Starting seventh, Miller quickly made his way forward. He was second at the end of two laps. One lap later, he grabbed the lead from Jorge Martin. Once in the lead, Miller posted three consecutive fastest laps and was never seriously challenged. It was Australian native Miller’s first race win of the season and his sixth podium finish.

The proximity to his home turf was not lost.

“I can ride a motorcycle sometimes,” Miller said in NBC Sports’ post-race coverage. “I felt amazing all weekend since I rolled out on the first practice. It feels so awesome to be racing on this side of the world.

“What an amazing day. It’s awesome; we have the home Grand Prix coming up shortly. Wedding coming up in a couple of weeks. I’m over the moon; can’t thank everyone enough.”

Miller beat Brad Binder to the line by 3.4 seconds with third-place Jorge Martin finishing about one second behind.

But the center of the storm was located just inside the top 10 as both Quartararo and Bagnaia started deep in the field.

Quartararo was on the outside of row three in ninth with Bagnaia one row behind in 12th. Neither rider moved up significantly, but the championship continued to be of primary importance as Bagnaia put in a patented late-race charge to settle onto Quartararo’s back tire, which would have allowed the championship leader to gain only a single point.

On the final lap, Bagnaia charged just a little too hard and crashed under heavy braking, throwing away the seven points he would have earned for a ninth-place finish.

The day was even more dramatic for the rider who entered the MotoGP Japanese Grand Prix third in the standings. On the sighting lap, Aleix Espargaro had an alarm sound, so he peeled off into the pits, dropped his primary bike and jumped aboard the backup. Starting from pit lane, he trailed the field and was never able to climb into the points. An undisclosed electronic problem was the culprit.

For Quartararo, gaining eight points on the competition was more than a moral victory. This was a track on which he expected to run moderately, and he did, but the problems for his rivals gives him renewed focus with four rounds remaining.

Next week, the series heads to Thailand and then Miller’s home track of Phillip Island in Australia. They will close out the Pacific Rim portion of the schedule before heading to Spain for the finale in early November.

It would appear team orders are not in play among the Ducati riders. Last week’s winner Enea Bastianini made an aggressive early move on Bagnaia for position before the championship contender wrestled the spot back.
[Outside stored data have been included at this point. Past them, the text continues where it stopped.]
//! Configuration loading and constants.
//!
//! Loads the proxy configuration from an optional TOML file, applies command-line
//! overrides and validates the result before any listener is bound. `AppConfig` is
//! the root configuration struct containing all settings.

use std::path::{Path, PathBuf};
use std::str::FromStr;
use std::time::Duration;

use const_format::formatcp;
use http::uri::Authority;
use serde::Deserialize;

// =============================================================================
// Lifecycle Constants
// =============================================================================

/// Shared deadline for draining both listeners after a shutdown trigger
pub const DEFAULT_SHUTDOWN_GRACE_SECS: u64 = 5;

/// Upper bound for reading a ClientHello and finishing a TLS handshake
pub const DEFAULT_HANDSHAKE_TIMEOUT_SECS: u64 = 10;

// =============================================================================
// ACME Constants
// =============================================================================

/// Let's Encrypt production directory
pub const LETS_ENCRYPT_PRODUCTION_DIRECTORY: &str =
    "https://acme-v02.api.letsencrypt.org/directory";

/// Renew certificates this many days before they expire
pub const DEFAULT_RENEW_BEFORE_DAYS: i64 = 30;

/// How often the background renewal task looks at the cached certificate
pub const DEFAULT_RENEWAL_CHECK_HOURS: u64 = 12;

/// Path prefix the certificate authority uses for HTTP-01 validation
pub const ACME_CHALLENGE_PREFIX: &str = "/.well-known/acme-challenge/";

/// Router pattern for HTTP-01 challenge tokens
pub const ACME_CHALLENGE_ROUTE: &str = formatcp!("{}{{token}}", ACME_CHALLENGE_PREFIX);

/// Lifetime of a published challenge token
pub const ACME_CHALLENGE_TTL_SECS: u64 = 600;

/// Delay between ACME order/authorization polls
pub const ACME_POLL_INTERVAL_SECS: u64 = 2;

/// Maximum number of ACME polls before an order is abandoned
pub const ACME_MAX_POLLS: u32 = 30;

/// File name of the persisted ACME account inside the cache directory
pub const ACME_ACCOUNT_FILE: &str = "acme_account.json";

// =============================================================================
// Proxy Constants
// =============================================================================

/// Timeout for establishing a backend connection
pub const DEFAULT_CONNECT_TIMEOUT_SECS: u64 = 5;

/// Timeout for receiving the backend response head (body streaming is unbounded)
pub const DEFAULT_RESPONSE_TIMEOUT_SECS: u64 = 60;

/// Idle backend connections are dropped from the pool after this long
pub const DEFAULT_POOL_IDLE_TIMEOUT_SECS: u64 = 90;

// =============================================================================
// Default Paths and Strings
// =============================================================================

/// Configuration file read when `--config` is not given and the file exists
pub const DEFAULT_CONFIG_PATH: &str = "/etc/tlsgate.toml";

/// Certificate cache directory
pub const DEFAULT_CACHE_DIR: &str = "/var/lib/tlsgate/certs";

/// Backend used when none is configured
pub const DEFAULT_BACKEND: &str = "127.0.0.1:8080";

/// Default bind address for both listeners
pub const DEFAULT_BIND_HOST: &str = "0.0.0.0";

/// Default log filter when RUST_LOG is not set
pub const DEFAULT_LOG_FILTER: &str = "tlsgate=info";

/// Default log format (text or json)
pub const DEFAULT_LOG_FORMAT: &str = "text";

#[derive(Debug, Clone, Deserialize)]
pub struct AppConfig {
    /// The single host name this proxy serves and obtains a certificate for
    pub domain: Option<String>,
    /// Plaintext backend as `host:port`
    #[serde(default = "AppConfig::default_backend")]
    pub backend: String,
    /// Listener configuration
    #[serde(default)]
    pub http: HttpServerConfig,
    /// Certificate issuance configuration
    #[serde(default)]
    pub acme: AcmeSettings,
    /// Backend client configuration
    #[serde(default)]
    pub proxy: ProxySettings,
    /// Logging configuration
    #[serde(default)]
    pub logging: LoggingConfig,
}

impl Default for AppConfig {
    fn default() -> Self {
        Self {
            domain: None,
            backend: Self::default_backend(),
            http: HttpServerConfig::default(),
            acme: AcmeSettings::default(),
            proxy: ProxySettings::default(),
            logging: LoggingConfig::default(),
        }
    }
}

impl AppConfig {
    fn default_backend() -> String {
        DEFAULT_BACKEND.to_string()
    }

    /// Load configuration from a TOML file.
    pub fn load<P: AsRef<Path>>(path: P) -> Result<Self, ConfigError> {
        let contents = std::fs::read_to_string(path)?;
        let config: AppConfig = toml::from_str(&contents)?;
        Ok(config)
    }

    /// Check the configuration and return the validated pieces the core needs.
    ///
    /// A missing domain is reported separately from a malformed one since it is
    /// the only setting without a default.
    pub fn validate(&self) -> Result<ValidatedConfig, ConfigError> {
        let domain = self
            .domain
            .as_deref()
            .map(str::trim)
            .filter(|d| !d.is_empty())
            .ok_or(ConfigError::MissingDomain)?;
        let domain = validate_domain(domain)?;
        let backend = BackendTarget::parse(&self.backend)?;

        if self.http.shutdown_grace_seconds == 0 {
            return Err(ConfigError::Validation(
                "http.shutdown_grace_seconds must be greater than zero".to_string(),
            ));
        }

        Ok(ValidatedConfig { domain, backend })
    }
}

/// Values that only exist once validation succeeded
#[derive(Debug, Clone, PartialEq, Eq)]
pub struct ValidatedConfig {
    pub domain: String,
    pub backend: BackendTarget,
}

/// Listener configuration
#[derive(Debug, Clone, Deserialize)]
pub struct HttpServerConfig {
    #[serde(default = "HttpServerConfig::default_host")]
    pub host: String,
    /// Plaintext listener (redirects and HTTP-01 challenges)
    #[serde(default = "HttpServerConfig::default_redirect_port")]
    pub redirect_port: u16,
    /// TLS listener (proxied traffic)
    #[serde(default = "HttpServerConfig::default_https_port")]
    pub https_port: u16,
    #[serde(default = "HttpServerConfig::default_grace")]
    pub shutdown_grace_seconds: u64,
    #[serde(default = "HttpServerConfig::default_handshake_timeout")]
    pub handshake_timeout_seconds: u64,
}

impl Default for HttpServerConfig {
    fn default() -> Self {
        Self {
            host: Self::default_host(),
            redirect_port: Self::default_redirect_port(),
            https_port: Self::default_https_port(),
            shutdown_grace_seconds: Self::default_grace(),
            handshake_timeout_seconds: Self::default_handshake_timeout(),
        }
    }
}

impl HttpServerConfig {
    fn default_host() -> String {
        DEFAULT_BIND_HOST.to_string()
    }
    fn default_redirect_port() -> u16 {
        80
    }
    fn default_https_port() -> u16 {
        443
    }
    fn default_grace() -> u64 {
        DEFAULT_SHUTDOWN_GRACE_SECS
    }
    fn default_handshake_timeout() -> u64 {
        DEFAULT_HANDSHAKE_TIMEOUT_SECS
    }

    pub fn shutdown_grace(&self) -> Duration {
        Duration::from_secs(self.shutdown_grace_seconds)
    }

    pub fn handshake_timeout(&self) -> Duration {
        Duration::from_secs(self.handshake_timeout_seconds)
    }
}

/// Certificate issuance settings
#[derive(Debug, Clone, Deserialize)]
pub struct AcmeSettings {
    /// ACME directory of the certificate authority
    #[serde(default = "AcmeSettings::default_directory")]
    pub directory_url: String,
    /// Optional contact address registered with the account
    pub contact_email: Option<String>,
    /// Certificate and account cache
    #[serde(default = "AcmeSettings::default_cache_dir")]
    pub cache_dir: PathBuf,
    #[serde(default = "AcmeSettings::default_renew_before")]
    pub renew_before_days: i64,
    #[serde(default = "AcmeSettings::default_renewal_check")]
    pub renewal_check_hours: u64,
}

impl Default for AcmeSettings {
    fn default() -> Self {
        Self {
            directory_url: Self::default_directory(),
            contact_email: None,
            cache_dir: Self::default_cache_dir(),
            renew_before_days: Self::default_renew_before(),
            renewal_check_hours: Self::default_renewal_check(),
        }
    }
}

impl AcmeSettings {
    fn default_directory() -> String {
        LETS_ENCRYPT_PRODUCTION_DIRECTORY.to_string()
    }
    fn default_cache_dir() -> PathBuf {
        PathBuf::from(DEFAULT_CACHE_DIR)
    }
    fn default_renew_before() -> i64 {
        DEFAULT_RENEW_BEFORE_DAYS
    }
    fn default_renewal_check() -> u64 {
        DEFAULT_RENEWAL_CHECK_HOURS
    }

    pub fn renew_before(&self) -> chrono::Duration {
        chrono::Duration::days(self.renew_before_days)
    }

    pub fn renewal_check_interval(&self) -> Duration {
        Duration::from_secs(self.renewal_check_hours.max(1) * 3600)
    }
}

/// Backend client settings
#[derive(Debug, Clone, Deserialize)]
pub struct ProxySettings {
    #[serde(default = "ProxySettings::default_connect_timeout")]
    pub connect_timeout_seconds: u64,
    #[serde(default = "ProxySettings::default_response_timeout")]
    pub response_timeout_seconds: u64,
    #[serde(default = "ProxySettings::default_pool_idle_timeout")]
    pub pool_idle_timeout_seconds: u64,
}

impl Default for ProxySettings {
    fn default() -> Self {
        Self {
            connect_timeout_seconds: Self::default_connect_timeout(),
            response_timeout_seconds: Self::default_response_timeout(),
            pool_idle_timeout_seconds: Self::default_pool_idle_timeout(),
        }
    }
}

impl ProxySettings {
    fn default_connect_timeout() -> u64 {
        DEFAULT_CONNECT_TIMEOUT_SECS
    }
    fn default_response_timeout() -> u64 {
        DEFAULT_RESPONSE_TIMEOUT_SECS
    }
    fn default_pool_idle_timeout() -> u64 {
        DEFAULT_POOL_IDLE_TIMEOUT_SECS
    }
}

/// Logging configuration
#[derive(Debug, Clone, Deserialize)]
pub struct LoggingConfig {
    /// Log format: "text" (human-readable, default) or "json" (structured)
    #[serde(default = "LoggingConfig::default_format")]
    pub format: String,
}

impl Default for LoggingConfig {
    fn default() -> Self {
        Self {
            format: DEFAULT_LOG_FORMAT.to_string(),
        }
    }
}

impl LoggingConfig {
    fn default_format() -> String {
        DEFAULT_LOG_FORMAT.to_string()
    }

    pub fn is_json(&self) -> bool {
        self.format.eq_ignore_ascii_case("json")
    }
}

/// The plaintext backend every proxied request is sent to.
///
/// Immutable for the process lifetime.
#[derive(Debug, Clone, PartialEq, Eq)]
pub struct BackendTarget {
    host: String,
    port: u16,
}

impl BackendTarget {
    pub fn new(host: impl Into<String>, port: u16) -> Self {
        Self {
            host: host.into(),
            port,
        }
    }

    /// Parse a `host:port` pair. The port is mandatory.
    pub fn parse(value: &str) -> Result<Self, ConfigError> {
        let invalid = || ConfigError::Validation(format!("backend must be host:port, got {value:?}"));

        if value.contains('/') || value.contains('@') {
            return Err(invalid());
        }
        let authority = Authority::from_str(value.trim()).map_err(|_| invalid())?;
        let port = authority.port_u16().ok_or_else(invalid)?;
        let host = authority.host();
        if host.is_empty() {
            return Err(invalid());
        }

        Ok(Self::new(host, port))
    }

    pub fn host(&self) -> &str {
        &self.host
    }

    pub fn port(&self) -> u16 {
        self.port
    }

    /// Base URL for plaintext requests to the backend, without a trailing slash
    pub fn base_url(&self) -> String {
        format!("http://{}", self)
    }
}

impl std::fmt::Display for BackendTarget {
    fn fmt(&self, f: &mut std::fmt::Formatter<'_>) -> std::fmt::Result {
        write!(f, "{}:{}", self.host, self.port)
    }
}

/// Normalise and check the served domain.
fn validate_domain(domain: &str) -> Result<String, ConfigError> {
    let domain = domain.trim_end_matches('.').to_ascii_lowercase();

    let reject = |reason: &str| {
        Err(ConfigError::Validation(format!(
            "domain {domain:?} is invalid: {reason}"
        )))
    };

    if domain.contains("://") {
        return reject("must not include a scheme");
    }
    if domain.contains('/') {
        return reject("must not include a path");
    }
    if domain.contains(':') {
        return reject("must not include a port");
    }
    if domain.contains('*') {
        return reject("wildcards are not supported");
    }
    if !domain
        .chars()
        .all(|c| c.is_ascii_alphanumeric() || c == '-' || c == '.')
    {
        return reject("contains characters not allowed in a host name");
    }
    if domain.split('.').any(str::is_empty) {
        return reject("contains an empty label");
    }

    Ok(domain)
}

#[derive(Debug, thiserror::Error)]
pub enum ConfigError {
    #[error("Failed to read config file: {0}")]
    Io(#[from] std::io::Error),
    #[error("Failed to parse config: {0}")]
    Parse(#[from] toml::de::Error),
    #[error("No domain configured. Set `domain` in the config file, --domain or TLSGATE_DOMAIN")]
    MissingDomain,
    #[error("Configuration error: {0}")]
    Validation(String),
}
In his second race back following arm surgery, Marc Marquez won the pole. His last pole was more than 1,000 days ago on this same track in 2019, the last time the series competed at Motegi. Marquez slipped to fifth in the middle stages of the race, before regaining a position to finish just off the podium.

In Moto2 competition, Ai Ogura beat Augusto Fernandez to close the gap in that championship to two points. Fernandez holds the scant lead. Alonso Lopez rounded out the podium.

Both American riders, Cameron Beaubier and Joe Roberts finished just outside the top 10 in 11th and 12th respectively.